Abrí los ojos. Humedad y penumbra. No podía moverme. Estaba atrapada…, sin dolor. En verdad, me parecía que flotaba. Sólo sentía que alguien me daba la mano, gimiendo al son de un arrullo que se interrumpió de golpe.

—¡Ha despertado!

Conocía esa voz. A la penumbra acudió el eco de un recuerdo: Yaretzi corriendo por la plaza. «Estoy viva». Enmudecieron los sollozos y oí a lo lejos como un eco:

—¡Ha despertado!

Un rumor gozoso flotó en el aire. Y un rostro se dibujó ante mí, los ojos verdes como el lago.

—Te quiero —susurró Martí.

—Temía que hubieras muerto en la cueva —musité. Y con una mezcla de miedo y esperanza, añadí—: ¿Y Huemac?

—En mi casa, esperándote —sonrió él.

—No hables —dijo Yaretzi—. Estás muy débil. Te he cubierto de maguey. Santiago te golpeó, pero ya no te dañará más. Ni a ti ni a nadie.

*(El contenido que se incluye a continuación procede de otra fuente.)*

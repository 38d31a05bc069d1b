use super::{map_columns, DisplacementField, DistortionParams, Jitter};
use crate::audio::SampleBuffer;
use crate::surface::PixelSurface;

/// `clamp(magnitude * scale * 255, 0, 255)`. Loud input saturates quickly.
pub fn alpha_for(magnitude: f32, alpha_scale: f32) -> u8 {
    let a = magnitude * alpha_scale * 255.0;
    if a.is_nan() {
        return 0;
    }
    a.clamp(0.0, 255.0) as u8
}

/// Fresh surface where each pixel is read from `(col, row + displacement(col))`.
///
/// Only the row is clamped; the column never moves. Alpha comes from the column's
/// magnitude, not from the sampled pixel. Columns past the field's width are copied
/// through unshifted with zero alpha.
pub fn composite(
    source: &PixelSurface,
    field: &DisplacementField,
    params: &DistortionParams,
) -> PixelSurface {
    let w = source.width();
    let h = source.height();
    let src = source.as_rgba();
    let mut out = source.clone();

    let shifts = (0..w)
        .map(|col| {
            let shift = field.get(col);
            (shift.displacement, alpha_for(shift.magnitude, params.alpha_scale))
        })
        .collect::<Vec<_>>();

    let dst = out.as_rgba_mut();
    for row in 0..h {
        let dst_row = &mut dst[row * w * 4..(row + 1) * w * 4];
        for (col, &(dy, alpha)) in shifts.iter().enumerate() {
            let sy = source.clamp_row(row as i64 + dy as i64);
            let si = (sy * w + col) * 4;
            let di = col * 4;
            dst_row[di..di + 3].copy_from_slice(&src[si..si + 3]);
            dst_row[di + 3] = alpha;
        }
    }

    out
}

/// Distort when a left channel is present, otherwise hand back an untouched copy.
pub fn distort_or_passthrough(
    source: &PixelSurface,
    left: Option<&SampleBuffer>,
    params: &DistortionParams,
    jitter: &mut dyn Jitter,
) -> PixelSurface {
    match left {
        Some(left) if !left.is_empty() => {
            let field = map_columns(source.width(), left, params, jitter);
            composite(source, &field, params)
        }
        _ => source.clone(),
    }
}
use std::fmt;

/// RGBA8 pixel grid, row-major, tightly packed.
#[derive(Clone, Debug, PartialEq, Eq)]
pub struct PixelSurface {
    width: usize,
    height: usize,
    rgba: Vec<u8>,
}

#[derive(Debug, Clone, PartialEq, Eq)]
pub enum SurfaceError {
    ZeroSized { width: usize, height: usize },
    BadLength { expected: usize, got: usize },
}

impl fmt::Display for SurfaceError {
    fn fmt(&self, f: &mut fmt::Formatter<'_>) -> fmt::Result {
        match self {
            Self::ZeroSized { width, height } => {
                write!(f, "surface must be at least 1x1 (got {width}x{height})")
            }
            Self::BadLength { expected, got } => {
                write!(f, "rgba length mismatch (expected {expected} bytes, got {got})")
            }
        }
    }
}

impl std::error::Error for SurfaceError {}

impl PixelSurface {
    /// Opaque black surface.
    pub fn new(width: usize, height: usize) -> Result<Self, SurfaceError> {
        if width == 0 || height == 0 {
            return Err(SurfaceError::ZeroSized { width, height });
        }
        let mut rgba = vec![0u8; width * height * 4];
        for px in rgba.chunks_exact_mut(4) {
            px[3] = 255;
        }
        Ok(Self {
            width,
            height,
            rgba,
        })
    }

    pub fn from_rgba(width: usize, height: usize, rgba: Vec<u8>) -> Result<Self, SurfaceError> {
        if width == 0 || height == 0 {
            return Err(SurfaceError::ZeroSized { width, height });
        }
        let expected = width * height * 4;
        if rgba.len() != expected {
            return Err(SurfaceError::BadLength {
                expected,
                got: rgba.len(),
            });
        }
        Ok(Self {
            width,
            height,
            rgba,
        })
    }

    pub fn width(&self) -> usize {
        self.width
    }

    pub fn height(&self) -> usize {
        self.height
    }

    pub fn as_rgba(&self) -> &[u8] {
        &self.rgba
    }

    /// Raw bytes for in-place rewrites that keep the dimensions.
    pub(crate) fn as_rgba_mut(&mut self) -> &mut [u8] {
        &mut self.rgba
    }

    pub fn pixel(&self, x: usize, y: usize) -> [u8; 4] {
        let i = (y * self.width + x) * 4;
        [
            self.rgba[i],
            self.rgba[i + 1],
            self.rgba[i + 2],
            self.rgba[i + 3],
        ]
    }

    pub fn set_pixel(&mut self, x: usize, y: usize, px: [u8; 4]) {
        let i = (y * self.width + x) * 4;
        self.rgba[i..i + 4].copy_from_slice(&px);
    }

    /// Clamp a signed row coordinate into `[0, height)`.
    pub fn clamp_row(&self, y: i64) -> usize {
        y.clamp(0, self.height as i64 - 1) as usize
    }

    /// Nearest-neighbour resample into a fresh surface.
    pub fn resized(&self, width: usize, height: usize) -> Result<Self, SurfaceError> {
        if width == self.width && height == self.height {
            return Ok(self.clone());
        }
        let mut out = Self::new(width, height)?;
        for y in 0..height {
            let sy = (y * self.height / height).min(self.height - 1);
            for x in 0..width {
                let sx = (x * self.width / width).min(self.width - 1);
                out.set_pixel(x, y, self.pixel(sx, sy));
            }
        }
        Ok(out)
    }
}

#[cfg(test)]
mod tests {
    use super::*;

    #[test]
    fn rejects_zero_sized_and_short_buffers() {
        assert!(matches!(
            PixelSurface::new(0, 4),
            Err(SurfaceError::ZeroSized { .. })
        ));
        let err = PixelSurface::from_rgba(2, 2, vec![0; 15]).unwrap_err();
        assert_eq!(
            err,
            SurfaceError::BadLength {
                expected: 16,
                got: 15
            }
        );
    }

    #[test]
    fn row_clamp_never_leaves_surface() {
        let s = PixelSurface::new(3, 5).unwrap();
        assert_eq!(s.clamp_row(-10_000), 0);
        assert_eq!(s.clamp_row(10_000), 4);
        assert_eq!(s.clamp_row(2), 2);
    }

    #[test]
    fn resize_picks_nearest_source_pixel() {
        let mut s = PixelSurface::new(2, 1).unwrap();
        s.set_pixel(0, 0, [10, 0, 0, 255]);
        s.set_pixel(1, 0, [20, 0, 0, 255]);
        let r = s.resized(4, 2).unwrap();
        assert_eq!(r.pixel(0, 0)[0], 10);
        assert_eq!(r.pixel(1, 1)[0], 10);
        assert_eq!(r.pixel(2, 0)[0], 20);
        assert_eq!(r.pixel(3, 1)[0], 20);
    }
}
pub mod app;
pub mod audio;
pub mod config;
pub mod distort;
pub mod engine;
pub mod present;
pub mod render;
pub mod surface;
pub mod telemetry;
pub mod terminal;
pub mod video;
pub mod waveform;
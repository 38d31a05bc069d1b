use crate::audio::{SampleBuffer, StereoBuffers};

#[derive(Debug, Clone, Copy, PartialEq)]
pub struct Point {
    pub x: f32,
    pub y: f32,
}

#[derive(Debug, Clone, Default, PartialEq)]
pub struct Polyline {
    pub points: Vec<Point>,
}

impl Polyline {
    pub fn len(&self) -> usize {
        self.points.len()
    }

    pub fn is_empty(&self) -> bool {
        self.points.is_empty()
    }

    pub fn segments(&self) -> impl Iterator<Item = (Point, Point)> + '_ {
        self.points.windows(2).map(|w| (w[0], w[1]))
    }
}

/// Spread `N` samples across `display_w` and map each to `(s - 1) * -(display_h / 2)`.
///
/// A sample of 1.0 lands at y = 0 and 0.0 lands at half height. Nothing is clamped,
/// so loud transients can leave the visible area.
pub fn project(samples: &SampleBuffer, display_w: f32, display_h: f32) -> Polyline {
    let n = samples.len();
    if n == 0 {
        return Polyline::default();
    }
    let scale = display_w / n as f32;
    let half_h = display_h / 2.0;
    let points = samples
        .as_slice()
        .iter()
        .enumerate()
        .map(|(i, &s)| Point {
            x: i as f32 * scale,
            y: (s - 1.0) * -half_h,
        })
        .collect();
    Polyline { points }
}

pub fn project_stereo(
    buffers: &StereoBuffers,
    display_w: f32,
    display_h: f32,
) -> (Polyline, Polyline) {
    (
        project(buffers.left(), display_w, display_h),
        project(buffers.right(), display_w, display_h),
    )
}
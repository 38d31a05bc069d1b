use wavebend::audio::{AudioSource, BufferError, NoAudio, SampleWindow, StereoBuffers};
use wavebend::distort::{DistortionParams, FixedJitter};
use wavebend::engine::{GlitchEngine, TickIssue};
use wavebend::present::compose;
use wavebend::surface::PixelSurface;

fn gradient(w: usize, h: usize) -> PixelSurface {
    let mut s = PixelSurface::new(w, h).expect("valid size");
    for y in 0..h {
        for x in 0..w {
            s.set_pixel(x, y, [(y * 10) as u8, (x * 10) as u8, 99, 255]);
        }
    }
    s
}

fn engine_with(jitter: f32) -> GlitchEngine {
    GlitchEngine::with_jitter(DistortionParams::default(), Box::new(FixedJitter(jitter)))
}

#[test]
fn full_tick_distorts_and_projects() {
    let mut engine = engine_with(1.0);
    let audio = StereoBuffers::new(vec![0.04; 16], vec![-0.5; 16]).expect("stereo");
    let src = gradient(8, 12);

    let out = engine.tick(Some(&audio), Some(&src), (8.0, 12.0));
    assert!(out.issues.is_empty());
    assert!(!out.is_degraded());

    // (0.04 + 0.01) * 1.0 * 100 = 5 rows down, alpha = 0.04 * 13.7 * 255 = 139.74
    let surface = out.surface.expect("surface");
    assert_eq!(surface.pixel(3, 0), [50, 30, 99, 139]);
    assert_eq!(surface.pixel(3, 10), [110, 30, 99, 139]);

    let (l, r) = out.waveform.expect("waveform");
    assert_eq!(l.len(), 16);
    assert_eq!(r.len(), 16);
}

#[test]
fn missing_audio_passes_frame_through() {
    let mut engine = engine_with(1.0);
    let src = gradient(4, 4);
    let out = engine.tick(None, Some(&src), (4.0, 4.0));
    assert_eq!(out.surface.as_ref(), Some(&src));
    assert!(out.waveform.is_none());
    assert_eq!(out.issues, vec![TickIssue::MissingAudioInput]);
}

#[test]
fn unavailable_device_keeps_the_clip_playing() {
    let mut engine = engine_with(1.0);
    let mut source: Box<dyn AudioSource> = Box::new(NoAudio);
    let src = gradient(6, 5);

    for _ in 0..3 {
        let audio = source.latest_buffers();
        let out = engine.tick(audio.as_ref(), Some(&src), (6.0, 5.0));
        assert_eq!(out.surface.as_ref(), Some(&src));
        assert!(out.waveform.is_none());
        assert_eq!(out.issues, vec![TickIssue::MissingAudioInput]);
    }
}

#[test]
fn missing_frame_still_projects_waveform() {
    let mut engine = engine_with(1.0);
    let audio = StereoBuffers::new(vec![0.0; 4], vec![0.0; 4]).expect("stereo");
    let out = engine.tick(Some(&audio), None, (4.0, 4.0));
    assert!(out.surface.is_none());
    assert!(out.waveform.is_some());
    assert_eq!(out.issues, vec![TickIssue::MissingVideoFrame]);
}

#[test]
fn params_can_change_between_ticks() {
    let mut engine = engine_with(1.0);
    let audio = StereoBuffers::new(vec![0.99; 4], vec![0.0; 4]).expect("stereo");
    engine.params_mut().max_displacement = 2.0;
    let field = engine.displacement_field(4, &audio);
    assert!(field.columns().iter().all(|c| c.displacement == 2));
}

#[test]
fn stereo_buffers_reject_bad_captures() {
    assert_eq!(
        StereoBuffers::new(vec![0.0; 3], vec![0.0; 4]).unwrap_err(),
        BufferError::LengthMismatch { left: 3, right: 4 }
    );
    assert_eq!(
        StereoBuffers::new(Vec::new(), Vec::new()).unwrap_err(),
        BufferError::Empty
    );
}

#[test]
fn sample_buffer_lookup_is_clamped() {
    let bufs = StereoBuffers::new(vec![0.1, 0.2, 0.3], vec![0.0; 3]).expect("stereo");
    assert_eq!(bufs.left().get_clamped(0), 0.1);
    assert_eq!(bufs.left().get_clamped(2), 0.3);
    assert_eq!(bufs.left().get_clamped(usize::MAX), 0.3);
}

#[test]
fn window_is_absent_until_filled_then_rolls() {
    let mut w = SampleWindow::new(3);
    assert!(w.snapshot().is_none());
    w.push([1.0, -1.0]);
    w.push([2.0, -2.0]);
    assert!(w.snapshot().is_none());
    w.push([3.0, -3.0]);
    let snap = w.snapshot().expect("filled");
    assert_eq!(snap.left().as_slice(), &[1.0, 2.0, 3.0]);
    assert_eq!(snap.right().as_slice(), &[-1.0, -2.0, -3.0]);

    w.push([4.0, -4.0]);
    let next = w.snapshot().expect("filled");
    assert_eq!(next.left().as_slice(), &[2.0, 3.0, 4.0]);
    // Earlier snapshot is untouched.
    assert_eq!(snap.left().as_slice(), &[1.0, 2.0, 3.0]);
}

#[test]
fn compose_blends_over_black_and_draws_waveform() {
    let mut engine = engine_with(0.0);
    let audio = StereoBuffers::new(vec![0.0; 4], vec![1.0; 4]).expect("stereo");
    let src = gradient(4, 4);
    let out = engine.tick(Some(&audio), Some(&src), (4.0, 4.0));

    // Silent left channel -> alpha 0 -> black everywhere the waveform isn't.
    let no_wave = compose(&out, 4, 4, false).expect("compose");
    assert!(no_wave.as_rgba().chunks_exact(4).all(|p| p == [0u8, 0, 0, 255]));

    let with_wave = compose(&out, 4, 4, true).expect("compose");
    // Left (silence) sits on row 2; right (1.0) on row 0.
    assert_ne!(with_wave.pixel(1, 2), [0, 0, 0, 255]);
    assert_ne!(with_wave.pixel(1, 0), [0, 0, 0, 255]);
}

#[test]
fn compose_without_anything_is_black() {
    let mut engine = engine_with(0.5);
    let out = engine.tick(None, None, (3.0, 3.0));
    let canvas = compose(&out, 3, 3, true).expect("compose");
    assert!(canvas.as_rgba().chunks_exact(4).all(|p| p == [0u8, 0, 0, 255]));
}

Me pesaban los ojos. Entendí que ella me había dado algo para el dolor. Niebla y humedad. Flotaba. «Tengo que decirle que le quiero», pensé.

—En cuanto puedas viajar, te llevaré con tu hijo —oí a lo lejos a Martí—. No nos separaremos más.

—Descansa, mi niña.

Oscuridad, noche de luna llena, paz.